Je ne vous parlerai pas, non plus, de ses usages médicamenteux ou cosmétiques, mais sachez simplement qu’en ce moment même, comme je vous l’ai préalablement expliqué, mes mains, qui pianotent sur ce clavier, sont hydratées avec de l’huile de cannabis conditionnée en une crème onctueuse.

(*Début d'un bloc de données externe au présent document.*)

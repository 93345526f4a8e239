//! Input mapping
//!
//! Browser keys and pointer gestures become a small set of `Action`s so game
//! code never sees DOM strings.

use glam::Vec2;

/// Logical input understood by every game
#[derive(Debug, Clone, Copy, PartialEq, Eq, Hash)]
pub enum Action {
    Left,
    Right,
    Up,
    Down,
    /// Space / Enter / tap
    Confirm,
    Rotate,
    /// Numbered choice (janken hand, door)
    Choice(u8),
    Back,
    Pause,
}

/// Pointer gesture in game-logical coordinates
#[derive(Debug, Clone, Copy, PartialEq)]
pub enum Pointer {
    Down(Vec2),
    Move(Vec2),
    Up(Vec2),
}

/// Map a `KeyboardEvent.key` value to an action
pub fn action_for_key(key: &str) -> Option<Action> {
    match key {
        "ArrowLeft" | "a" | "A" => Some(Action::Left),
        "ArrowRight" | "d" | "D" => Some(Action::Right),
        "ArrowUp" | "w" | "W" => Some(Action::Up),
        "ArrowDown" | "s" | "S" => Some(Action::Down),
        " " | "Enter" => Some(Action::Confirm),
        "x" | "X" | "r" | "R" => Some(Action::Rotate),
        "1" => Some(Action::Choice(0)),
        "2" => Some(Action::Choice(1)),
        "3" => Some(Action::Choice(2)),
        "Escape" => Some(Action::Back),
        "p" | "P" => Some(Action::Pause),
        _ => None,
    }
}

/// Minimum travel before a drag counts as a swipe
pub const SWIPE_THRESHOLD: f32 = 30.0;

/// Tracks one pointer from down to up and classifies the gesture
#[derive(Debug, Clone, Default)]
pub struct SwipeTracker {
    start: Option<Vec2>,
}

impl SwipeTracker {
    pub fn begin(&mut self, pos: Vec2) {
        self.start = Some(pos);
    }

    pub fn is_active(&self) -> bool {
        self.start.is_some()
    }

    /// Finish the gesture. Returns the dominant swipe direction, or
    /// `Confirm` for a tap that stayed under the threshold.
    pub fn end(&mut self, pos: Vec2) -> Option<Action> {
        let start = self.start.take()?;
        let d = pos - start;
        if d.x.abs() < SWIPE_THRESHOLD && d.y.abs() < SWIPE_THRESHOLD {
            return Some(Action::Confirm);
        }
        if d.x.abs() >= d.y.abs() {
            Some(if d.x < 0.0 { Action::Left } else { Action::Right })
        } else {
            Some(if d.y < 0.0 { Action::Up } else { Action::Down })
        }
    }

    pub fn cancel(&mut self) {
        self.start = None;
    }
}

#[cfg(test)]
mod tests {
    use super::*;

    #[test]
    fn test_key_mapping() {
        assert_eq!(action_for_key("ArrowLeft"), Some(Action::Left));
        assert_eq!(action_for_key(" "), Some(Action::Confirm));
        assert_eq!(action_for_key("2"), Some(Action::Choice(1)));
        assert_eq!(action_for_key("F5"), None);
    }

    #[test]
    fn test_swipe_directions() {
        let mut t = SwipeTracker::default();
        t.begin(Vec2::new(100.0, 100.0));
        assert_eq!(t.end(Vec2::new(40.0, 110.0)), Some(Action::Left));
        t.begin(Vec2::new(100.0, 100.0));
        assert_eq!(t.end(Vec2::new(105.0, 180.0)), Some(Action::Down));
        t.begin(Vec2::new(100.0, 100.0));
        assert_eq!(t.end(Vec2::new(110.0, 90.0)), Some(Action::Confirm));
        assert_eq!(t.end(Vec2::ZERO), None);
    }
}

Tout va bien, les vapeurs de cette huile ne me sont pas montées au cerveau pour vous dire des âneries.
S’il n’y avait pas eu cette crème, venant d’un magasin de cosmétiques tout ce qu’il y a de plus honorable (écolo, bio, respectueux de la terre, des animaux, n’encourageant pas à l’excès de conditionnement ou au suremballage), les paumes de mes mains seraient longtemps restées affublées de quelques peaux mortes, sans doute dues au changement de saison, plutôt brutal dans notre contrée en ce printemps, mais je m’égare.
Parce que non, je ne vous dirai pas, M. Benkirane, car vous le savez sans aucun doute mieux que moi, que cette plante, selon sa variété et la sous-espèce à laquelle elle appartient, est plus ou moins concentrée en THC, la fameuse substance psychotrope qui fait gentiment planer, qui angoisse à mort, ou… qui ne fait rien du tout, tant il y en a peu.
Et puis non, je ne vous parlerai pas non plus de ses nombreux usages, le fait que cette plante peut se transformer en différents textiles, en de multiples grammages de papier, servir d’agro-carburant, devenir un matériau d’isolation phonique ou thermique…
Je n’évoquerai pas le cannabiol contenu dans cette plante, qui soigne, et guérit, de nombreuses maladies…
Oui, M. Benkirane, tout cela me dépasse, et si vous persistez actuellement dans votre entêtement, c’est que vous ne voulez pas bouger d’un iota de vos préjugés.
Vous vous entêtez, malgré les évidences qui ont été mises sous votre énorme nez, à freiner des quatre fers pour faire échouer le processus d’adoption au parlement de ce projet de loi. Alors qu’il permettrait à notre pays de continuer à évoluer, dans sa marche vers un développement qui me semble quant à moi à présent palpable, mesurable et même, soyons fous, possible.
A moins que vous ne restiez persuadé que je m’apprête à fumer mon tube de crème hydratante? Ou à en faire du maâjoun?